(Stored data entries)
* * * * *
//! SFTP over SSH
//!
//! Host keys are trusted on first use: an unknown host key is added to the
//! known_hosts file, a changed one refuses the connection.

use std::fs;
use std::io::{self, Write};
use std::net::{TcpStream, ToSocketAddrs};
use std::path::{Path, PathBuf};

use ssh2::{CheckResult, KnownHostFileKind, Session, Sftp};
use tracing::{debug, info, warn};

use crate::config::paths::default_known_hosts;
use crate::config::settings::{Protocol, TransportConfig};
use crate::error::{BackupError, BackupResult};

use super::keys::KeyMaterial;

const DEFAULT_SSH_PORT: u16 = 22;

/// An authenticated SFTP session on the remote backup directory
pub struct SftpStore {
    sftp: Option<Sftp>,
    session: Session,
    server: String,
    directory: PathBuf,
}

impl SftpStore {
    /// Connect, verify the host key, authenticate and open the SFTP subsystem
    pub fn connect(config: &TransportConfig, key: KeyMaterial) -> BackupResult<Self> {
        let (server, port, username, known_hosts_file) = match &config.protocol {
            Protocol::Ssh {
                server,
                port,
                username,
                known_hosts_file,
                ..
            } => (server, *port, username, known_hosts_file.clone()),
            Protocol::Ftp { .. } => {
                return Err(BackupError::Config(
                    "SFTP transport requires an 'ssh' section".into(),
                ))
            }
        };

        let addr = (server.as_str(), port)
            .to_socket_addrs()
            .map_err(|e| BackupError::Connection(format!("Cannot resolve {}: {}", server, e)))?
            .next()
            .ok_or_else(|| BackupError::Connection(format!("No address for {}", server)))?;

        let tcp = TcpStream::connect_timeout(&addr, config.timeout)
            .map_err(|e| BackupError::Connection(format!("{}: {}", addr, e)))?;

        let mut session = Session::new().map_err(ssh_connection_error)?;
        session.set_timeout(u32::try_from(config.timeout.as_millis()).unwrap_or(u32::MAX));
        session.set_tcp_stream(tcp);
        session.handshake().map_err(ssh_connection_error)?;

        let known_hosts = known_hosts_file.or_else(default_known_hosts);
        verify_host_key(&session, server, port, known_hosts.as_deref())?;

        session
            .userauth_pubkey_file(
                username,
                None,
                &key.private_key,
                key.passphrase.as_deref(),
            )
            .map_err(|e| {
                BackupError::Connection(format!("Authentication as {} failed: {}", username, e))
            })?;

        if !session.authenticated() {
            return Err(BackupError::Connection(format!(
                "Authentication as {} was rejected",
                username
            )));
        }
        info!("Connected using SSH as {}", username);

        let sftp = session.sftp().map_err(ssh_connection_error)?;

        Ok(Self {
            sftp: Some(sftp),
            session,
            server: server.clone(),
            directory: PathBuf::from(&config.remote_backup_path),
        })
    }

    fn sftp(&self) -> BackupResult<&Sftp> {
        self.sftp
            .as_ref()
            .ok_or_else(|| BackupError::Connection("SFTP session already closed".into()))
    }
}

impl super::RemoteStore for SftpStore {
    fn describe(&self) -> String {
        format!("SFTP {}:{}", self.server, self.directory.display())
    }

    fn list(&mut self) -> BackupResult<Vec<String>> {
        let entries = self.sftp()?.readdir(&self.directory).map_err(|e| {
            BackupError::Connection(format!(
                "Failed to list {}: {}",
                self.directory.display(),
                e
            ))
        })?;

        Ok(entries
            .into_iter()
            .filter(|(_, stat)| stat.is_file())
            .filter_map(|(path, _)| {
                path.file_name()
                    .map(|name| name.to_string_lossy().into_owned())
            })
            .collect())
    }

    fn download(&mut self, name: &str, out: &mut dyn Write) -> BackupResult<u64> {
        let path = self.directory.join(name);
        let mut remote = self.sftp()?.open(&path).map_err(|e| {
            BackupError::Transfer(format!("Failed to open {}: {}", path.display(), e))
        })?;

        io::copy(&mut remote, out)
            .map_err(|e| BackupError::Transfer(format!("Failed to download {}: {}", name, e)))
    }

    fn delete(&mut self, name: &str) -> BackupResult<()> {
        let path = self.directory.join(name);
        self.sftp()?
            .unlink(&path)
            .map_err(|e| BackupError::Deletion(format!("Failed to delete {}: {}", path.display(), e)))
    }

    fn close(&mut self) -> BackupResult<()> {
        // The SFTP channel must go before the session is torn down
        if self.sftp.take().is_none() {
            return Ok(());
        }
        self.session
            .disconnect(None, "backup complete", None)
            .map_err(ssh_connection_error)
    }
}

/// Check the server's host key against known_hosts, adding it if unknown
fn verify_host_key(
    session: &Session,
    host: &str,
    port: u16,
    known_hosts_file: Option<&Path>,
) -> BackupResult<()> {
    let (key, key_type) = session
        .host_key()
        .ok_or_else(|| BackupError::Connection(format!("{} sent no host key", host)))?;

    let mut known_hosts = session.known_hosts().map_err(ssh_connection_error)?;

    if let Some(path) = known_hosts_file.filter(|p| p.exists()) {
        known_hosts
            .read_file(path, KnownHostFileKind::OpenSSH)
            .map_err(|e| {
                BackupError::Connection(format!("Failed to read {}: {}", path.display(), e))
            })?;
    }

    match known_hosts.check_port(host, port, key) {
        CheckResult::Match => {
            debug!(host, "Host key matches known_hosts");
            Ok(())
        }
        CheckResult::NotFound => {
            let entry = known_hosts_entry(host, port);
            known_hosts
                .add(&entry, key, "added by backup-fetch", key_type.into())
                .map_err(ssh_connection_error)?;

            match known_hosts_file {
                Some(path) => {
                    if let Some(parent) = path.parent() {
                        fs::create_dir_all(parent)?;
                    }
                    known_hosts
                        .write_file(path, KnownHostFileKind::OpenSSH)
                        .map_err(|e| {
                            BackupError::Connection(format!(
                                "Failed to write {}: {}",
                                path.display(),
                                e
                            ))
                        })?;
                    info!("Trusted new host key for {}", entry);
                }
                None => warn!("Trusting host key for {} for this session only", entry),
            }
            Ok(())
        }
        CheckResult::Mismatch => Err(BackupError::Connection(format!(
            "Host key for {} does not match known_hosts",
            host
        ))),
        CheckResult::Failure => Err(BackupError::Connection(format!(
            "Could not check the host key for {}",
            host
        ))),
    }
}

/// known_hosts spells non-default ports as `[host]:port`
fn known_hosts_entry(host: &str, port: u16) -> String {
    if port == DEFAULT_SSH_PORT {
        host.to_string()
    } else {
        format!("[{}]:{}", host, port)
    }
}

fn ssh_connection_error(err: ssh2::Error) -> BackupError {
    BackupError::Connection(err.to_string())
}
* * * * *
## [WORK TASK]
Search the entries above for the word "TransportConfig" and copy each line where it appears.

## [ANSWER BOX]
use crate::config::settings::{Protocol, TransportConfig};
    pub fn connect(config: &TransportConfig, key: KeyMaterial) -> BackupResult<Self> {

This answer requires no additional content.